The longer a barrel of oil stays around or above $100 a barrel, the more likely these “unconventional hydrocarbon” technologies will be unleashed, with the predicable environmental devastation. Why hasn’t it happened yet? Another failure of the market. The amount of oil shale and coal available for conversion is so vast–an order of magnitude larger than crude oil reserves, far larger than the oil sands–that everyone assumes once these plants get built, energy prices will collapse below profitability. The reserves of energy are too big, the potential bonanza too great, for an unregulated market to maintain profitability. The large coal companies are begging for regulation–busy demanding a price floor before they proceed.

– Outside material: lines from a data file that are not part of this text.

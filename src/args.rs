use std::path::PathBuf;

use chrono::NaiveDate;
use clap::Parser;

use crate::config::{ImportFormat, RunConfig};

/// Import accounting entries from an export file into the general ledger.
#[derive(Parser, Debug)]
pub struct Args {
    /// Path to the file to import
    #[clap(short, long)]
    pub input: PathBuf,

    /// Format of the file. Overrides the run config file.
    #[clap(short, long, value_enum)]
    pub format: Option<ImportFormat>,

    /// YAML file with the accounts, journals, partners and analytic accounts of the ledger
    #[clap(short, long)]
    pub master_data: PathBuf,

    /// YAML run config. Flags given on the command line take precedence.
    #[clap(short, long)]
    pub config: Option<PathBuf>,

    /// Character encoding label of the file, e.g. "iso-8859-15"
    #[clap(long)]
    pub encoding: Option<String>,

    /// Date pattern, e.g. "%d/%m/%Y"
    #[clap(long)]
    pub date_format: Option<String>,

    /// Field delimiter, disables delimiter detection
    #[clap(long)]
    pub delimiter: Option<char>,

    /// The first line of the file is a header
    #[clap(long)]
    pub skip_header: bool,

    /// Date of every entry, as YYYY-MM-DD
    #[clap(long)]
    pub force_date: Option<NaiveDate>,

    /// Label of every line
    #[clap(long)]
    pub force_label: Option<String>,

    /// Reference of every entry
    #[clap(long)]
    pub force_ref: Option<String>,

    /// Journal code of every entry
    #[clap(long)]
    pub force_journal: Option<String>,

    /// A change of reference starts a new entry
    #[clap(long)]
    pub reference_is_unique: bool,

    /// Lines of one entry may have different dates
    #[clap(long)]
    pub date_by_line: bool,

    /// Number the entries with their reference
    #[clap(long)]
    pub force_move_number: bool,

    /// Post the entries once created
    #[clap(long)]
    pub post: bool,

    /// Sequence number of this import, used in the external ids of the lines
    #[clap(long)]
    pub sequence: Option<u64>,

    /// Only validate the file and show the entries that would be created
    #[clap(long)]
    pub dry_run: bool,

    /// Print JSON instead of a list
    #[clap(long)]
    pub json: bool,
}

impl Args {
    /// Applies the command line flags on top of `config`.
    pub fn apply_to(&self, mut config: RunConfig) -> RunConfig {
        if let Some(format) = self.format {
            config.format = format;
        }
        if self.encoding.is_some() {
            config.encoding = self.encoding.clone();
        }
        if self.date_format.is_some() {
            config.date_format = self.date_format.clone();
        }
        if self.delimiter.is_some() {
            config.delimiter = self.delimiter;
        }
        if self.skip_header {
            config.skip_header = Some(true);
        }
        if self.force_date.is_some() {
            config.overrides.date = self.force_date;
        }
        if self.force_label.is_some() {
            config.overrides.label = self.force_label.clone();
        }
        if self.force_ref.is_some() {
            config.overrides.reference = self.force_ref.clone();
        }
        if self.force_journal.is_some() {
            config.overrides.journal = self.force_journal.clone();
        }
        config.grouping.reference_is_unique |= self.reference_is_unique;
        config.grouping.date_by_line |= self.date_by_line;
        config.force_move_number |= self.force_move_number;
        config.post_moves |= self.post;
        if let Some(sequence) = self.sequence {
            config.run_sequence = sequence;
        }
        config
    }
}

pub fn parse() -> Args {
    Args::parse()
}

#[cfg(test)]
mod tests {
    use super::*;

    #[test]
    fn flags_override_config() {
        let args = Args::parse_from([
            "ledger-move-import",
            "--input",
            "paie.txt",
            "--format",
            "ciel-paye",
            "--master-data",
            "master.yaml",
            "--force-date",
            "2024-01-31",
            "--force-journal",
            "PAIE",
            "--delimiter",
            ";",
            "--date-by-line",
            "--post",
            "--sequence",
            "12",
        ]);
        let config = args.apply_to(RunConfig {
            currency_decimals: 3,
            ..RunConfig::new(ImportFormat::Fec)
        });
        assert_eq!(ImportFormat::CielPaye, config.format);
        assert_eq!(NaiveDate::from_ymd_opt(2024, 1, 31), config.overrides.date);
        assert_eq!(Some("PAIE".to_string()), config.overrides.journal);
        assert_eq!(Some(';'), config.delimiter);
        assert_eq!(None, config.skip_header);
        assert!(config.grouping.date_by_line);
        assert!(!config.grouping.reference_is_unique);
        assert!(config.post_moves);
        assert_eq!(12, config.run_sequence);
        assert_eq!(3, config.currency_decimals);
    }

    #[test]
    fn no_flags_keep_config() {
        let args = Args::parse_from([
            "ledger-move-import",
            "-i",
            "in.csv",
            "-m",
            "master.yaml",
        ]);
        let config = RunConfig {
            skip_header: Some(false),
            post_moves: true,
            ..RunConfig::new(ImportFormat::Extenso)
        };
        assert_eq!(config.clone(), args.apply_to(config));
    }
}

In comes our opportunity. The United States contains an overwhelming amount of the global coal and oil shale reserves–making us the most hydrocarbon endowed country on the planet. The coal industry wants a price floor? Give them a carbon tax and strict regulations to where, how many and what kinds of liquifaction plants can be built. Demand that all plants implement carbon sequestration. Use the huge sums of money generated by the tax to fund basic scientific research into genuine alternatives to fossil fuels. A cleverly crafted policy now–and the window is so vanishingly small for this to happen–could bring us a rare win: New technologies to finally get us beyond fossil fuels, reduced energy prices, less money sent to despotic regimes worldwide and an eventual real positive environmental impact.

If we continue on the hands-off style, continue to ignore that hydrocarbons will remain the dominant form of energy for at least a few more decades, the profit motive will become overwhelming. The plants will be built, but without a carbon tax, without the carbon sequestration, without the regulations that would make the impact at least less than the worst case scenario. Cheaper energy is inevitable. How much it costs us isn’t.